Print all the records exactly, please.

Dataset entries

==================================================

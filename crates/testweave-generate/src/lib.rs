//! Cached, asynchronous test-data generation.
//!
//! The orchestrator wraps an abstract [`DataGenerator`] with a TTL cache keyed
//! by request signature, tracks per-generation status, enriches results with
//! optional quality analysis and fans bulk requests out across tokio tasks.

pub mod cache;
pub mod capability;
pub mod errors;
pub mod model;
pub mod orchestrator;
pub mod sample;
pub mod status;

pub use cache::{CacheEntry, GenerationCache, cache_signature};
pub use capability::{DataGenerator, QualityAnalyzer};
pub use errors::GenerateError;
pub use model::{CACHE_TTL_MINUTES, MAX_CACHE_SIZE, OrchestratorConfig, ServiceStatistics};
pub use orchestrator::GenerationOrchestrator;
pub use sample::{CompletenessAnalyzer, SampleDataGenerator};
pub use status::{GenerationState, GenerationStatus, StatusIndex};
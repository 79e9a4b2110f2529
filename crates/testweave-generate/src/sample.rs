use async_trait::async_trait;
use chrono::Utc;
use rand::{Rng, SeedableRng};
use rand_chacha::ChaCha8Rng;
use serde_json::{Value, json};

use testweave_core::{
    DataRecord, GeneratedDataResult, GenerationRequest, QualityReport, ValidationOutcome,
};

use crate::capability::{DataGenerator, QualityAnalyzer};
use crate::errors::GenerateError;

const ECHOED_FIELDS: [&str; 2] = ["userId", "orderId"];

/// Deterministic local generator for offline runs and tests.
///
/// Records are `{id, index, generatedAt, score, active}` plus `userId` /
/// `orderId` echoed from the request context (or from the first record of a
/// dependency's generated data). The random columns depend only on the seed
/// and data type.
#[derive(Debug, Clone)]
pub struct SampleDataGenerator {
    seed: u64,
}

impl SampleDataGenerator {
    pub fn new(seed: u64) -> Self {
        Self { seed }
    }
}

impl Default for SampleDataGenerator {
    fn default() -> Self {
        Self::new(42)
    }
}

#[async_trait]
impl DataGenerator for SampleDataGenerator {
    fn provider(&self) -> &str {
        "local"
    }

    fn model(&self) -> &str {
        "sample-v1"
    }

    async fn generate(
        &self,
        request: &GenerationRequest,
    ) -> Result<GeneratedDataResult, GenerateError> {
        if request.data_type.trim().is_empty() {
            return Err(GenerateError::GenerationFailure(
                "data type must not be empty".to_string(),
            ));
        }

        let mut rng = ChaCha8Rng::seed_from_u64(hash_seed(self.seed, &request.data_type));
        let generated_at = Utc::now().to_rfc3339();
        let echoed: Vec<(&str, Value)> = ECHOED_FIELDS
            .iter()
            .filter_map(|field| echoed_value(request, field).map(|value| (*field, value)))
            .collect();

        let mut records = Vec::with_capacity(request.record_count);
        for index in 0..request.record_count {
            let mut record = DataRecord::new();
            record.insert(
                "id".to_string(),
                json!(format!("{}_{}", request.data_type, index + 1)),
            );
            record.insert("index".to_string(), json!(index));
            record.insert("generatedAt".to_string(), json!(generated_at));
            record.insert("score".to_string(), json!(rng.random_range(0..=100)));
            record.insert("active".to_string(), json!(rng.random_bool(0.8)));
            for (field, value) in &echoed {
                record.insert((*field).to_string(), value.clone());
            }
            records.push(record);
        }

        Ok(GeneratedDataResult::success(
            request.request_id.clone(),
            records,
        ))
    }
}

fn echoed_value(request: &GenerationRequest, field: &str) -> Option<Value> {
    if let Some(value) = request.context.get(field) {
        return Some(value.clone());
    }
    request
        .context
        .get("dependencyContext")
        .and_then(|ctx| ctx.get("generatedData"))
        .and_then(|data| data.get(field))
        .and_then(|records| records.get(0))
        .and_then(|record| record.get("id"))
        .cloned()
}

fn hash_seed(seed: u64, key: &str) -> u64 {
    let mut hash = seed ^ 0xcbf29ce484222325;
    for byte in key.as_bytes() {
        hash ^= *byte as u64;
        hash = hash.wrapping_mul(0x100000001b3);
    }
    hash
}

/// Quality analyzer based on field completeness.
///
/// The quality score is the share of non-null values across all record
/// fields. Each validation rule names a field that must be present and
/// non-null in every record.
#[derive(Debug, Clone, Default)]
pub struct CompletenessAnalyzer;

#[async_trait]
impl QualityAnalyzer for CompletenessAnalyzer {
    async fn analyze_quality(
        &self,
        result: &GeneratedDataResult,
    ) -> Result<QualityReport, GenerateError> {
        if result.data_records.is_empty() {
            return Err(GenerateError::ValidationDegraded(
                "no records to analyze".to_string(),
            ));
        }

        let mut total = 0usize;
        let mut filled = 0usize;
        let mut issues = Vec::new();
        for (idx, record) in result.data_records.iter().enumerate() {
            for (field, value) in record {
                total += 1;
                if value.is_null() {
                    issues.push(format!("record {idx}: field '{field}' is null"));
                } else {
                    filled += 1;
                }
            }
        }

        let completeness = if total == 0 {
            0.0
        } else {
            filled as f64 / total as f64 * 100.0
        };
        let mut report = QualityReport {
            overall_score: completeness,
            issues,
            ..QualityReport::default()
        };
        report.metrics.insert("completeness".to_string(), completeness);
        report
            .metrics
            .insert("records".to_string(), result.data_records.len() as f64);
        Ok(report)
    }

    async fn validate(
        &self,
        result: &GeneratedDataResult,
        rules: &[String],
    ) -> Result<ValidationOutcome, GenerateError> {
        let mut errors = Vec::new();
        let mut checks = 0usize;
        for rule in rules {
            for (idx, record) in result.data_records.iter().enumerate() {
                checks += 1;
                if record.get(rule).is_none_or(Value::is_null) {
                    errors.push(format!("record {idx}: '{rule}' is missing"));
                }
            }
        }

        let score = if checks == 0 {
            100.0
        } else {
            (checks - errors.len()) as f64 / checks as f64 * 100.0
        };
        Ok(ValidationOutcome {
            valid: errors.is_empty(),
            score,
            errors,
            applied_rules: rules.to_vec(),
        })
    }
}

==================================================

• Solution
filename crates/testweave-generate/src/lib.rs
//! Cached, asynchronous test-data generation.
//!
//! The orchestrator wraps an abstract [`DataGenerator`] with a TTL cache keyed
//! by request signature, tracks per-generation status, enriches results with
//! optional quality analysis and fans bulk requests out across tokio tasks.

pub mod cache;
pub mod capability;
pub mod errors;
pub mod model;
pub mod orchestrator;
pub mod sample;
pub mod status;

pub use cache::{CacheEntry, GenerationCache, cache_signature};
pub use capability::{DataGenerator, QualityAnalyzer};
pub use errors::GenerateError;
pub use model::{CACHE_TTL_MINUTES, MAX_CACHE_SIZE, OrchestratorConfig, ServiceStatistics};
pub use orchestrator::GenerationOrchestrator;
pub use sample::{CompletenessAnalyzer, SampleDataGenerator};
pub use status::{GenerationState, GenerationStatus, StatusIndex};
repository 79e9a4b2110f2529
filename crates/testweave-generate/src/sample.rs
use async_trait::async_trait;
use chrono::Utc;
use rand::{Rng, SeedableRng};
use rand_chacha::ChaCha8Rng;
use serde_json::{Value, json};

use testweave_core::{
    DataRecord, GeneratedDataResult, GenerationRequest, QualityReport, ValidationOutcome,
};

use crate::capability::{DataGenerator, QualityAnalyzer};
use crate::errors::GenerateError;

const ECHOED_FIELDS: [&str; 2] = ["userId", "orderId"];

/// Deterministic local generator for offline runs and tests.
///
/// Records are `{id, index, generatedAt, score, active}` plus `userId` /
/// `orderId` echoed from the request context (or from the first record of a
/// dependency's generated data). The random columns depend only on the seed
/// and data type.
#[derive(Debug, Clone)]
pub struct SampleDataGenerator {
    seed: u64,
}

impl SampleDataGenerator {
    pub fn new(seed: u64) -> Self {
        Self { seed }
    }
}

impl Default for SampleDataGenerator {
    fn default() -> Self {
        Self::new(42)
    }
}

#[async_trait]
impl DataGenerator for SampleDataGenerator {
    fn provider(&self) -> &str {
        "local"
    }

    fn model(&self) -> &str {
        "sample-v1"
    }

    async fn generate(
        &self,
        request: &GenerationRequest,
    ) -> Result<GeneratedDataResult, GenerateError> {
        if request.data_type.trim().is_empty() {
            return Err(GenerateError::GenerationFailure(
                "data type must not be empty".to_string(),
            ));
        }

        let mut rng = ChaCha8Rng::seed_from_u64(hash_seed(self.seed, &request.data_type));
        let generated_at = Utc::now().to_rfc3339();
        let echoed: Vec<(&str, Value)> = ECHOED_FIELDS
            .iter()
            .filter_map(|field| echoed_value(request, field).map(|value| (*field, value)))
            .collect();

        let mut records = Vec::with_capacity(request.record_count);
        for index in 0..request.record_count {
            let mut record = DataRecord::new();
            record.insert(
                "id".to_string(),
                json!(format!("{}_{}", request.data_type, index + 1)),
            );
            record.insert("index".to_string(), json!(index));
            record.insert("generatedAt".to_string(), json!(generated_at));
            record.insert("score".to_string(), json!(rng.random_range(0..=100)));
            record.insert("active".to_string(), json!(rng.random_bool(0.8)));
            for (field, value) in &echoed {
                record.insert((*field).to_string(), value.clone());
            }
            records.push(record);
        }

        Ok(GeneratedDataResult::success(
            request.request_id.clone(),
            records,
        ))
    }
}

fn echoed_value(request: &GenerationRequest, field: &str) -> Option<Value> {
    if let Some(value) = request.context.get(field) {
        return Some(value.clone());
    }
    request
        .context
        .get("dependencyContext")
        .and_then(|ctx| ctx.get("generatedData"))
        .and_then(|data| data.get(field))
        .and_then(|records| records.get(0))
        .and_then(|record| record.get("id"))
        .cloned()
}

fn hash_seed(seed: u64, key: &str) -> u64 {
    let mut hash = seed ^ 0xcbf29ce484222325;
    for byte in key.as_bytes() {
        hash ^= *byte as u64;
        hash = hash.wrapping_mul(0x100000001b3);
    }
    hash
}

/// Quality analyzer based on field completeness.
///
/// The quality score is the share of non-null values across all record
/// fields. Each validation rule names a field that must be present and
/// non-null in every record.
#[derive(Debug, Clone, Default)]
pub struct CompletenessAnalyzer;

#[async_trait]
impl QualityAnalyzer for CompletenessAnalyzer {
    async fn analyze_quality(
        &self,
        result: &GeneratedDataResult,
    ) -> Result<QualityReport, GenerateError> {
        if result.data_records.is_empty() {
            return Err(GenerateError::ValidationDegraded(
                "no records to analyze".to_string(),
            ));
        }

        let mut total = 0usize;
        let mut filled = 0usize;
        let mut issues = Vec::new();
        for (idx, record) in result.data_records.iter().enumerate() {
            for (field, value) in record {
                total += 1;
                if value.is_null() {
                    issues.push(format!("record {idx}: field '{field}' is null"));
                } else {
                    filled += 1;
                }
            }
        }

        let completeness = if total == 0 {
            0.0
        } else {
            filled as f64 / total as f64 * 100.0
        };
        let mut report = QualityReport {
            overall_score: completeness,
            issues,
            ..QualityReport::default()
        };
        report.metrics.insert("completeness".to_string(), completeness);
        report
            .metrics
            .insert("records".to_string(), result.data_records.len() as f64);
        Ok(report)
    }

    async fn validate(
        &self,
        result: &GeneratedDataResult,
        rules: &[String],
    ) -> Result<ValidationOutcome, GenerateError> {
        let mut errors = Vec::new();
        let mut checks = 0usize;
        for rule in rules {
            for (idx, record) in result.data_records.iter().enumerate() {
                checks += 1;
                if record.get(rule).is_none_or(Value::is_null) {
                    errors.push(format!("record {idx}: '{rule}' is missing"));
                }
            }
        }

        let score = if checks == 0 {
            100.0
        } else {
            (checks - errors.len()) as f64 / checks as f64 * 100.0
        };
        Ok(ValidationOutcome {
            valid: errors.is_empty(),
            score,
            errors,
            applied_rules: rules.to_vec(),
        })
    }
}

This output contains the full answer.